## Work item:
Please print all of the records shown below, exactly as given.

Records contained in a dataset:

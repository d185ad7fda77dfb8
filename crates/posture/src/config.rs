use {
    crate::ConfigError,
    base::Vec2,
    log::LevelFilter,
    serde::{Deserialize, Serialize},
    std::{path::Path, path::PathBuf, str::FromStr},
};

/// Which classifier the monitor runs.
#[derive(Debug, Clone, Copy, PartialEq, Eq, Default, Deserialize, Serialize)]
#[serde(rename_all = "lowercase")]
pub enum ClassifierBackend {
    #[default]
    Model,
    Heuristic,
    /// Always reports good posture.
    Null,
}

#[derive(Debug, Clone, PartialEq, Deserialize, Serialize)]
#[serde(default)]
pub struct ModelConfig {
    /// safetensors weights; `None` means no model is available.
    pub path: Option<PathBuf>,
    /// Used when the weights carry no `input_width`/`input_height` metadata.
    pub input_width: usize,
    pub input_height: usize,
    /// Bad-class probability above which a frame counts as slouching.
    pub threshold: f32,
}

impl Default for ModelConfig {
    fn default() -> Self {
        Self {
            path: None,
            input_width: 96,
            input_height: 96,
            threshold: 0.5,
        }
    }
}

impl ModelConfig {
    pub fn input_size(&self) -> Vec2<usize> {
        Vec2::new(self.input_width, self.input_height)
    }
}

#[derive(Debug, Clone, PartialEq, Deserialize, Serialize)]
#[serde(default)]
pub struct HeuristicConfig {
    pub grid_cols: usize,
    pub grid_rows: usize,
    /// Minimum max-min spread of cell brightness for a frame to contain a face.
    pub noise_floor: f32,
    /// EMA weight of the newest observation.
    pub smoothing: f32,
    pub calibration_frames: usize,
    /// Score (degrees-equivalent) above which the posture counts as slouching.
    pub slouch_angle: f32,
    /// Consecutive detection misses during which the last score is held.
    pub max_missed_frames: u32,
}

impl Default for HeuristicConfig {
    fn default() -> Self {
        Self {
            grid_cols: 16,
            grid_rows: 12,
            noise_floor: 20.0,
            smoothing: 0.3,
            calibration_frames: 30,
            slouch_angle: 15.0,
            max_missed_frames: 10,
        }
    }
}

/// Seconds of continuous slouching needed for each level.
#[derive(Debug, Clone, PartialEq, Deserialize, Serialize)]
#[serde(default)]
pub struct EscalationConfig {
    pub warning_secs: u64,
    pub serious_secs: u64,
    pub aggressive_secs: u64,
    pub airhorn_secs: u64,
}

impl Default for EscalationConfig {
    fn default() -> Self {
        Self {
            warning_secs: 30,
            serious_secs: 120,
            aggressive_secs: 300,
            airhorn_secs: 600,
        }
    }
}

#[derive(Debug, Clone, PartialEq, Deserialize, Serialize)]
#[serde(default)]
pub struct LogConfig {
    /// `off`, `error`, `warn`, `info`, `debug` or `trace`.
    pub level: String,
    /// Write day-rolling log files here instead of stdout.
    pub dir: Option<PathBuf>,
}

impl Default for LogConfig {
    fn default() -> Self {
        Self {
            level: "info".to_string(),
            dir: None,
        }
    }
}

impl LogConfig {
    pub fn level_filter(&self) -> Result<LevelFilter, ConfigError> {
        LevelFilter::from_str(&self.level)
            .map_err(|_| ConfigError::Invalid(format!("unknown log level {:?}", self.level)))
    }
}

#[derive(Debug, Clone, PartialEq, Deserialize, Serialize)]
#[serde(default)]
pub struct MonitorConfig {
    pub backend: ClassifierBackend,
    /// Sampling ticks per second.
    pub frame_rate: f32,
    /// Period of the full status publish.
    pub publish_interval_ms: u64,
    pub model: ModelConfig,
    pub heuristic: HeuristicConfig,
    pub escalation: EscalationConfig,
    pub log: LogConfig,
}

impl Default for MonitorConfig {
    fn default() -> Self {
        Self {
            backend: ClassifierBackend::default(),
            frame_rate: 5.0,
            publish_interval_ms: 5000,
            model: ModelConfig::default(),
            heuristic: HeuristicConfig::default(),
            escalation: EscalationConfig::default(),
            log: LogConfig::default(),
        }
    }
}

impl MonitorConfig {
    /// Read a JSON config file. Missing keys keep their defaults.
    pub fn load(path: impl AsRef<Path>) -> Result<Self, ConfigError> {
        let path = path.as_ref();
        let text = std::fs::read_to_string(path)
            .map_err(|e| ConfigError::Io(format!("{}: {e}", path.display())))?;
        Self::from_json(&text)
    }

    pub fn from_json(text: &str) -> Result<Self, ConfigError> {
        let config: Self = serde_json::from_str(text)?;
        config.validate()?;
        Ok(config)
    }

    /// Milliseconds between sampling ticks.
    pub fn frame_interval_ms(&self) -> u64 {
        (1000.0 / self.frame_rate).round().max(1.0) as u64
    }

    pub fn validate(&self) -> Result<(), ConfigError> {
        if !(self.frame_rate.is_finite() && self.frame_rate > 0.0) {
            return Err(ConfigError::Invalid(format!(
                "frame_rate must be positive, got {}",
                self.frame_rate
            )));
        }
        if self.publish_interval_ms == 0 {
            return Err(ConfigError::Invalid("publish_interval_ms must be positive".to_string()));
        }

        let model = &self.model;
        if model.input_size().is_empty() {
            return Err(ConfigError::Invalid(format!(
                "model input size {}x{} has no pixels",
                model.input_width, model.input_height
            )));
        }
        if !(0.0..=1.0).contains(&model.threshold) {
            return Err(ConfigError::Invalid(format!(
                "model threshold must be within [0, 1], got {}",
                model.threshold
            )));
        }

        let heuristic = &self.heuristic;
        if heuristic.grid_cols == 0 || heuristic.grid_rows == 0 {
            return Err(ConfigError::Invalid(format!(
                "grid {}x{} has no cells",
                heuristic.grid_cols, heuristic.grid_rows
            )));
        }
        if !(heuristic.smoothing > 0.0 && heuristic.smoothing <= 1.0) {
            return Err(ConfigError::Invalid(format!(
                "smoothing must be within (0, 1], got {}",
                heuristic.smoothing
            )));
        }
        if heuristic.calibration_frames == 0 {
            return Err(ConfigError::Invalid("calibration_frames must be at least 1".to_string()));
        }
        if !(heuristic.noise_floor.is_finite() && heuristic.slouch_angle.is_finite()) {
            return Err(ConfigError::Invalid(
                "noise_floor and slouch_angle must be finite".to_string(),
            ));
        }

        let e = &self.escalation;
        if !(e.warning_secs <= e.serious_secs
            && e.serious_secs <= e.aggressive_secs
            && e.aggressive_secs <= e.airhorn_secs)
        {
            return Err(ConfigError::Invalid(format!(
                "escalation thresholds must ascend, got {}/{}/{}/{}",
                e.warning_secs, e.serious_secs, e.aggressive_secs, e.airhorn_secs
            )));
        }

        self.log.level_filter()?;
        Ok(())
    }
}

## Written response:
repository d185ad7fda77dfb8
filename crates/posture/src/config.rs
use {
    crate::ConfigError,
    base::Vec2,
    log::LevelFilter,
    serde::{Deserialize, Serialize},
    std::{path::Path, path::PathBuf, str::FromStr},
};

/// Which classifier the monitor runs.
#[derive(Debug, Clone, Copy, PartialEq, Eq, Default, Deserialize, Serialize)]
#[serde(rename_all = "lowercase")]
pub enum ClassifierBackend {
    #[default]
    Model,
    Heuristic,
    /// Always reports good posture.
    Null,
}

#[derive(Debug, Clone, PartialEq, Deserialize, Serialize)]
#[serde(default)]
pub struct ModelConfig {
    /// safetensors weights; `None` means no model is available.
    pub path: Option<PathBuf>,
    /// Used when the weights carry no `input_width`/`input_height` metadata.
    pub input_width: usize,
    pub input_height: usize,
    /// Bad-class probability above which a frame counts as slouching.
    pub threshold: f32,
}

impl Default for ModelConfig {
    fn default() -> Self {
        Self {
            path: None,
            input_width: 96,
            input_height: 96,
            threshold: 0.5,
        }
    }
}

impl ModelConfig {
    pub fn input_size(&self) -> Vec2<usize> {
        Vec2::new(self.input_width, self.input_height)
    }
}

#[derive(Debug, Clone, PartialEq, Deserialize, Serialize)]
#[serde(default)]
pub struct HeuristicConfig {
    pub grid_cols: usize,
    pub grid_rows: usize,
    /// Minimum max-min spread of cell brightness for a frame to contain a face.
    pub noise_floor: f32,
    /// EMA weight of the newest observation.
    pub smoothing: f32,
    pub calibration_frames: usize,
    /// Score (degrees-equivalent) above which the posture counts as slouching.
    pub slouch_angle: f32,
    /// Consecutive detection misses during which the last score is held.
    pub max_missed_frames: u32,
}

impl Default for HeuristicConfig {
    fn default() -> Self {
        Self {
            grid_cols: 16,
            grid_rows: 12,
            noise_floor: 20.0,
            smoothing: 0.3,
            calibration_frames: 30,
            slouch_angle: 15.0,
            max_missed_frames: 10,
        }
    }
}

/// Seconds of continuous slouching needed for each level.
#[derive(Debug, Clone, PartialEq, Deserialize, Serialize)]
#[serde(default)]
pub struct EscalationConfig {
    pub warning_secs: u64,
    pub serious_secs: u64,
    pub aggressive_secs: u64,
    pub airhorn_secs: u64,
}

impl Default for EscalationConfig {
    fn default() -> Self {
        Self {
            warning_secs: 30,
            serious_secs: 120,
            aggressive_secs: 300,
            airhorn_secs: 600,
        }
    }
}

#[derive(Debug, Clone, PartialEq, Deserialize, Serialize)]
#[serde(default)]
pub struct LogConfig {
    /// `off`, `error`, `warn`, `info`, `debug` or `trace`.
    pub level: String,
    /// Write day-rolling log files here instead of stdout.
    pub dir: Option<PathBuf>,
}

impl Default for LogConfig {
    fn default() -> Self {
        Self {
            level: "info".to_string(),
            dir: None,
        }
    }
}

impl LogConfig {
    pub fn level_filter(&self) -> Result<LevelFilter, ConfigError> {
        LevelFilter::from_str(&self.level)
            .map_err(|_| ConfigError::Invalid(format!("unknown log level {:?}", self.level)))
    }
}

#[derive(Debug, Clone, PartialEq, Deserialize, Serialize)]
#[serde(default)]
pub struct MonitorConfig {
    pub backend: ClassifierBackend,
    /// Sampling ticks per second.
    pub frame_rate: f32,
    /// Period of the full status publish.
    pub publish_interval_ms: u64,
    pub model: ModelConfig,
    pub heuristic: HeuristicConfig,
    pub escalation: EscalationConfig,
    pub log: LogConfig,
}

impl Default for MonitorConfig {
    fn default() -> Self {
        Self {
            backend: ClassifierBackend::default(),
            frame_rate: 5.0,
            publish_interval_ms: 5000,
            model: ModelConfig::default(),
            heuristic: HeuristicConfig::default(),
            escalation: EscalationConfig::default(),
            log: LogConfig::default(),
        }
    }
}

impl MonitorConfig {
    /// Read a JSON config file. Missing keys keep their defaults.
    pub fn load(path: impl AsRef<Path>) -> Result<Self, ConfigError> {
        let path = path.as_ref();
        let text = std::fs::read_to_string(path)
            .map_err(|e| ConfigError::Io(format!("{}: {e}", path.display())))?;
        Self::from_json(&text)
    }

    pub fn from_json(text: &str) -> Result<Self, ConfigError> {
        let config: Self = serde_json::from_str(text)?;
        config.validate()?;
        Ok(config)
    }

    /// Milliseconds between sampling ticks.
    pub fn frame_interval_ms(&self) -> u64 {
        (1000.0 / self.frame_rate).round().max(1.0) as u64
    }

    pub fn validate(&self) -> Result<(), ConfigError> {
        if !(self.frame_rate.is_finite() && self.frame_rate > 0.0) {
            return Err(ConfigError::Invalid(format!(
                "frame_rate must be positive, got {}",
                self.frame_rate
            )));
        }
        if self.publish_interval_ms == 0 {
            return Err(ConfigError::Invalid("publish_interval_ms must be positive".to_string()));
        }

        let model = &self.model;
        if model.input_size().is_empty() {
            return Err(ConfigError::Invalid(format!(
                "model input size {}x{} has no pixels",
                model.input_width, model.input_height
            )));
        }
        if !(0.0..=1.0).contains(&model.threshold) {
            return Err(ConfigError::Invalid(format!(
                "model threshold must be within [0, 1], got {}",
                model.threshold
            )));
        }

        let heuristic = &self.heuristic;
        if heuristic.grid_cols == 0 || heuristic.grid_rows == 0 {
            return Err(ConfigError::Invalid(format!(
                "grid {}x{} has no cells",
                heuristic.grid_cols, heuristic.grid_rows
            )));
        }
        if !(heuristic.smoothing > 0.0 && heuristic.smoothing <= 1.0) {
            return Err(ConfigError::Invalid(format!(
                "smoothing must be within (0, 1], got {}",
                heuristic.smoothing
            )));
        }
        if heuristic.calibration_frames == 0 {
            return Err(ConfigError::Invalid("calibration_frames must be at least 1".to_string()));
        }
        if !(heuristic.noise_floor.is_finite() && heuristic.slouch_angle.is_finite()) {
            return Err(ConfigError::Invalid(
                "noise_floor and slouch_angle must be finite".to_string(),
            ));
        }

        let e = &self.escalation;
        if !(e.warning_secs <= e.serious_secs
            && e.serious_secs <= e.aggressive_secs
            && e.aggressive_secs <= e.airhorn_secs)
        {
            return Err(ConfigError::Invalid(format!(
                "escalation thresholds must ascend, got {}/{}/{}/{}",
                e.warning_secs, e.serious_secs, e.aggressive_secs, e.airhorn_secs
            )));
        }

        self.log.level_filter()?;
        Ok(())
    }
}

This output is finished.